The National Health Insurance Fund (NHIF) is a scheme that was established under the NHIF Act of 1998 to provide health insurance to Kenyans. The eligibility criteria for enrolment are any ordinary citizen in Kenya who has attained the age of 18 and is either inactive employment or self-employment. Members of Parliament passed the NHIF bill on September 29th, 2021, stating that every adult in Kenya over the age of 18 is required to purchase NHIF coverage. There is a provision for the informal household to sign up for the NHIF and pay 6,000 Kenyan shillings annually. It is helpful as it will help in achieving universal health coverage.
Recently, a proposal was brought up in parliament to review the monthly contributions that the members of NHIF pay every two years. This amendment bill has been set for debate this month. The choice is attributed to the increased cases of chronic illnesses in the country, which make the pool of funds gathered by NHIF unable to meet the health needs of all Kenyans.
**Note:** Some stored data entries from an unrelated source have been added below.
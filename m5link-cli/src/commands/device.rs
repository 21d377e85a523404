//! Device commands: ping, info, code execution and Wi-Fi setup.

use {
    super::ensure_not_interrupted,
    crate::{Cli, CliError, config::Config, serial::Settings},
    anyhow::{Context, Result, bail},
    console::style,
    m5link::{DeviceInfo, ExecutionResult},
    std::io::{self, Write as _},
};

/// Ping command implementation.
pub(crate) fn cmd_ping(cli: &Cli, config: &Config) -> Result<()> {
    ensure_not_interrupted()?;
    let settings = Settings::resolve(cli, config)?;

    let online = settings.with_device(|device| Ok(device.is_online()))?;
    if !online {
        bail!("Device did not answer");
    }
    if !cli.quiet {
        eprintln!("{} Device is online", style("✓").green());
    }
    Ok(())
}

/// Info command implementation.
pub(crate) fn cmd_info(cli: &Cli, config: &Config, json: bool) -> Result<()> {
    ensure_not_interrupted()?;
    let settings = Settings::resolve(cli, config)?;

    let info = settings.with_device(|device| {
        device
            .get_device_info()
            .context("Failed to read device info")
    })?;

    if json {
        println!("{}", serde_json::to_string_pretty(&info)?);
    } else {
        for (key, value) in info_rows(&info) {
            println!("{:<12} {value}", style(format!("{key}:")).bold());
        }
    }
    Ok(())
}

fn info_rows(info: &DeviceInfo) -> Vec<(String, String)> {
    let mut rows = Vec::new();
    let mut push = |key: &str, value: Option<String>| {
        if let Some(value) = value {
            rows.push((key.to_string(), value));
        }
    };

    push("Platform", info.platform.clone());
    push("Version", info.version.clone());
    push("Chip ID", info.chip_id.clone());
    push("Flash", info.flash_size.map(format_size));
    push("RAM", info.ram_size.map(format_size));
    push("MAC", info.mac_address.clone());

    rows.extend(info.extra.iter().map(|(k, v)| (k.clone(), v.clone())));
    rows
}

/// `4194304` becomes `4194304 (4 MiB)`.
fn format_size(bytes: u64) -> String {
    const KIB: u64 = 1024;
    const MIB: u64 = KIB * 1024;

    if bytes >= MIB && bytes % MIB == 0 {
        format!("{bytes} ({} MiB)", bytes / MIB)
    } else if bytes >= KIB && bytes % KIB == 0 {
        format!("{bytes} ({} KiB)", bytes / KIB)
    } else {
        bytes.to_string()
    }
}

/// Run command implementation.
pub(crate) fn cmd_run(cli: &Cli, config: &Config, code: &str) -> Result<()> {
    ensure_not_interrupted()?;
    let settings = Settings::resolve(cli, config)?;

    let result = settings.with_device(|device| Ok(device.execute_code(code)?))?;
    report_execution(&result)
}

/// Exec command implementation.
pub(crate) fn cmd_exec(cli: &Cli, config: &Config, path: &str) -> Result<()> {
    ensure_not_interrupted()?;
    let settings = Settings::resolve(cli, config)?;

    let result = settings.with_device(|device| Ok(device.execute_file(path)?))?;
    report_execution(&result)
}

/// Output goes to stdout, the traceback to stderr.
fn report_execution(result: &ExecutionResult) -> Result<()> {
    let mut stdout = io::stdout().lock();
    stdout.write_all(result.output.as_bytes())?;
    if !result.output.is_empty() && !result.output.ends_with('\n') {
        stdout.write_all(b"\n")?;
    }
    stdout.flush()?;

    match &result.error {
        Some(error) => {
            eprintln!("{}", style(error.trim_end()).red());
            Err(CliError::Script(result.exit_code).into())
        },
        None => {
            log::debug!("Finished in {:?}", result.elapsed);
            Ok(())
        },
    }
}

/// Wifi command implementation.
pub(crate) fn cmd_wifi(cli: &Cli, config: &Config, ssid: &str, password: &str) -> Result<()> {
    ensure_not_interrupted()?;
    if ssid.is_empty() {
        return Err(CliError::Usage("SSID must not be empty".to_string()).into());
    }
    let settings = Settings::resolve(cli, config)?;

    settings.with_device(|device| {
        device
            .set_wifi_config(ssid, password)
            .context("Failed to set Wi-Fi configuration")
    })?;

    if !cli.quiet {
        eprintln!(
            "{} Wi-Fi set to {}",
            style("✓").green(),
            style(ssid).cyan()
        );
    }
    Ok(())
}

#[cfg(test)]
mod tests {
    use {super::*, std::time::Duration};

    #[test]
    fn test_format_size() {
        assert_eq!(format_size(4_194_304), "4194304 (4 MiB)");
        assert_eq!(format_size(327_680), "327680 (320 KiB)");
        assert_eq!(format_size(1000), "1000");
    }

    #[test]
    fn test_info_rows_skip_missing_fields() {
        let mut info = DeviceInfo {
            platform: Some("esp32".into()),
            flash_size: Some(8 * 1024 * 1024),
            ..DeviceInfo::default()
        };
        info.extra.insert("uptime".into(), "12s".into());

        let rows = info_rows(&info);
        assert_eq!(
            rows,
            vec![
                ("Platform".to_string(), "esp32".to_string()),
                ("Flash".to_string(), "8388608 (8 MiB)".to_string()),
                ("uptime".to_string(), "12s".to_string()),
            ]
        );
    }

    #[test]
    fn test_failed_execution_maps_to_script_error() {
        let result = ExecutionResult {
            output: String::new(),
            error: Some("Traceback (most recent call last):\nNameError: x".into()),
            exit_code: 1,
            elapsed: Duration::from_millis(3),
        };
        let err = report_execution(&result).unwrap_err();
        assert!(matches!(
            err.downcast_ref::<CliError>(),
            Some(CliError::Script(1))
        ));
    }
}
According to the statistics compiled by Ampath, in western Kenya alone, 60,000 people are living with diabetes. This does not include other citizens with chronic illnesses like hypertension and cancer that require regular medical attention.
For this case, it’s a two-way situation because, on the side of NHIF, the disease burden is on the rise, and the only way to keep the services functional, is to increase the financial flow to the pooled funds so that they can assist in achieving the sustainable development goal of health for all. In 2015, the World Bank reported 36.1% of Kenyans were living below the poverty line, and to date, nothing has changed much. Recently, there has been a remarkable increase in the prices of basic commodities such as cooking oil and sugar. This has affected many Kenyans because of the little income they get per day. This situation has caused trouble among Kenyans because most of the citizens live from hand to mouth. With the rise in the economy, will Kenyans be able to pay for the doubled contribution of the NHIF? It’s a good initiative on the part of NHIF, but there is more than meets the eye. Through research should be conducted prior to passing the bill so that local Kenyans are not inconvenienced and the NHIF’s pool of funds is not taxed.